Rebecca R Weicht; Chad R Schultz; Dirk Geerts; Katie L Uhl; André S Bachmann

doi:10.3390/medsci6030065

Polyamine Biosynthetic Pathway as a Drug Target for Osteosarcoma Therapy

Med Sci (Basel). 2018 Aug 16;6(3):65. doi: 10.3390/medsci6030065.

Authors

Rebecca R Weicht^{1

2}, Chad R Schultz¹, Dirk Geerts³, Katie L Uhl¹, André S Bachmann^{1

2}

Affiliations

¹ Department of Pediatrics and Human Development, College of Human Medicine, Michigan State University, 400 Monroe Avenue, NW, Grand Rapids, MI 49503, USA. andre.bachmann@hc.msu.edu.
² Helen DeVos Children's Hospital, Department of Pediatric Hematology Oncology, Grand Rapids, MI 49503, USA.
³ Department of Medical Biology, Amsterdam University Medical Center, University of Amsterdam, 1105 AZ Amsterdam, The Netherlands.

Abstract

Osteosarcoma (OS) is the most common bone tumor in children.

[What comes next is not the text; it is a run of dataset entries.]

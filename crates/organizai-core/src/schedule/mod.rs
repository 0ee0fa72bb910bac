//! Schedule request and response types.
//!
//! The schedule service receives tasks, availability and a strategy, and
//! answers with an ordered list of allocated blocks. How it allocates is not
//! this crate's concern; this module only shapes the payloads.

mod client;

pub use client::ScheduleClient;

use chrono::NaiveTime;
use serde::{Deserialize, Deserializer, Serialize, Serializer};

use crate::availability::{Day, Interval};
use crate::error::ValidationError;
use crate::strategy::Strategy;
use crate::task::{Priority, Task};

/// Body of `POST /generate-schedule`.
#[derive(Debug, Clone, Default, PartialEq, Serialize, Deserialize)]
pub struct ScheduleRequest {
    #[serde(default)]
    pub tasks: Vec<Task>,
    #[serde(default)]
    pub availability: Vec<Interval>,
    #[serde(default)]
    pub strategy: Strategy,
}

impl ScheduleRequest {
    pub fn new(tasks: Vec<Task>, availability: Vec<Interval>, strategy: Strategy) -> Self {
        Self {
            tasks,
            availability,
            strategy,
        }
    }

    /// A request needs at least one task and one availability block.
    pub fn readiness(&self) -> Result<(), ValidationError> {
        let message = match (self.tasks.is_empty(), self.availability.is_empty()) {
            (false, false) => return Ok(()),
            (true, true) => "add at least one task and one availability block",
            (true, false) => "add at least one task",
            (false, true) => "add at least one availability block",
        };
        Err(ValidationError::EmptyCollection(message.into()))
    }

    /// One-line summary of what will be sent.
    pub fn describe(&self) -> String {
        format!(
            "{} task(s), {} availability block(s), strategy '{}'",
            self.tasks.len(),
            self.availability.len(),
            self.strategy.name()
        )
    }
}

/// Body returned by the schedule service.
#[derive(Debug, Clone, Default, Serialize, Deserialize)]
pub struct ScheduleResponse {
    #[serde(default)]
    pub schedule: Vec<ScheduleBlock>,
}

/// A block of time the service allocated to a task.
///
/// Times are free `HH:MM` values; the service is not bound to the
/// half-hour lattice of the availability grid. An `"24:00"` end, as sent for
/// availability reaching midnight, is held as [`END_OF_DAY`].
#[derive(Debug, Clone, PartialEq, Eq, Serialize, Deserialize)]
#[serde(rename_all = "camelCase")]
pub struct ScheduleBlock {
    #[serde(deserialize_with = "lenient_day")]
    pub day: Day,
    #[serde(with = "hhmm")]
    pub start_time: NaiveTime,
    #[serde(with = "hhmm")]
    pub end_time: NaiveTime,
    pub task_name: String,
    pub task_id: String,
    #[serde(deserialize_with = "lenient_priority")]
    pub priority: Priority,
}

/// `"24:00"` on the wire. `NaiveTime` has no midnight-at-end, so the last
/// second of the day stands in for it and is written back as `"24:00"`.
pub const END_OF_DAY: NaiveTime = match NaiveTime::from_hms_opt(23, 59, 59) {
    Some(time) => time,
    None => panic!("23:59:59 is a valid time"),
};

impl ScheduleBlock {
    pub fn start_label(&self) -> String {
        hhmm::format(&self.start_time)
    }

    pub fn end_label(&self) -> String {
        hhmm::format(&self.end_time)
    }
}

/// Group blocks per weekday, Monday first, each day ordered by start time.
/// Days without blocks are included with an empty list.
pub fn group_by_day(blocks: &[ScheduleBlock]) -> Vec<(Day, Vec<ScheduleBlock>)> {
    Day::ALL
        .into_iter()
        .map(|day| {
            let mut day_blocks: Vec<_> = blocks.iter().filter(|b| b.day == day).cloned().collect();
            day_blocks.sort_by_key(|b| b.start_time);
            (day, day_blocks)
        })
        .collect()
}

/// Accept wire tokens as well as accented display names (`"miércoles"`).
fn lenient_day<'de, D>(deserializer: D) -> Result<Day, D::Error>
where
    D: Deserializer<'de>,
{
    let raw = String::deserialize(deserializer)?;
    raw.parse().map_err(serde::de::Error::custom)
}

/// Accept any casing and the English names (`"Alta"`, `"high"`).
fn lenient_priority<'de, D>(deserializer: D) -> Result<Priority, D::Error>
where
    D: Deserializer<'de>,
{
    let raw = String::deserialize(deserializer)?;
    raw.parse().map_err(serde::de::Error::custom)
}

mod hhmm {
    use super::*;

    const FORMAT: &str = "%H:%M";
    const MIDNIGHT_END: &str = "24:00";

    pub fn format(time: &NaiveTime) -> String {
        if *time == END_OF_DAY {
            MIDNIGHT_END.to_string()
        } else {
            time.format(FORMAT).to_string()
        }
    }

    pub fn serialize<S: Serializer>(time: &NaiveTime, serializer: S) -> Result<S::Ok, S::Error> {
        serializer.serialize_str(&format(time))
    }

    pub fn deserialize<'de, D: Deserializer<'de>>(deserializer: D) -> Result<NaiveTime, D::Error> {
        let raw = String::deserialize(deserializer)?;
        if raw.trim() == MIDNIGHT_END {
            return Ok(END_OF_DAY);
        }
        NaiveTime::parse_from_str(raw.trim(), FORMAT).map_err(serde::de::Error::custom)
    }
}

Polyamines (PAs) are ubiquitous cations involved in many cell processes including tumor development, invasion and metastasis. In other pediatric cancer models, inhibition of the PA biosynthesis pathway with ornithine decarboxylase (ODC) inhibitor alpha-difluoromethylornithine (DFMO) results in decreased cell proliferation and differentiation. In OS, the PA pathway has not been evaluated. DFMO is an attractive, orally administered drug, is well tolerated, can be given for prolonged periods, and is already used in pediatric patients. Three OS cell lines were used to study the cellular effects of PA inhibition with DFMO: MG-63, U-2 OS and Saos-2. Effects on proliferation were analyzed by cell count, flow cytometry-based cell cycle analysis and RealTime-Glo™ MT Cell Viability assays. Intracellular PA levels were measured with high-performance liquid chromatography (HPLC). Western blot analysis was used to evaluate cell differentiation. DFMO exposure resulted in significantly decreased cell proliferation in all cell lines. After treatment, intracellular spermidine levels were drastically decreased. Cell cycle arrest at G₂/M was observed in U-2 OS and Saos-2. Cell differentiation was most prominent in MG-63 and U-2 OS as determined by increases in the terminal differentiation markers osteopontin and collagen 1a1. Cell proliferation continued to be suppressed for several days after removal of DFMO. Based on our findings, DFMO is a promising new adjunct to current osteosarcoma therapy in patients at high risk of relapse, such as those with poor necrosis at resection or those with metastatic or recurrent osteosarcoma. It is a well-tolerated oral drug that is currently in phase II clinical trials in pediatric neuroblastoma patients as a maintenance therapy. The same type of regimen may also improve outcomes in osteosarcoma patients in whom there have been essentially no medical advances in the last 30 years.

Keywords: DFMO; cell differentiation; ornithine decarboxylase; osteosarcoma; polyamines.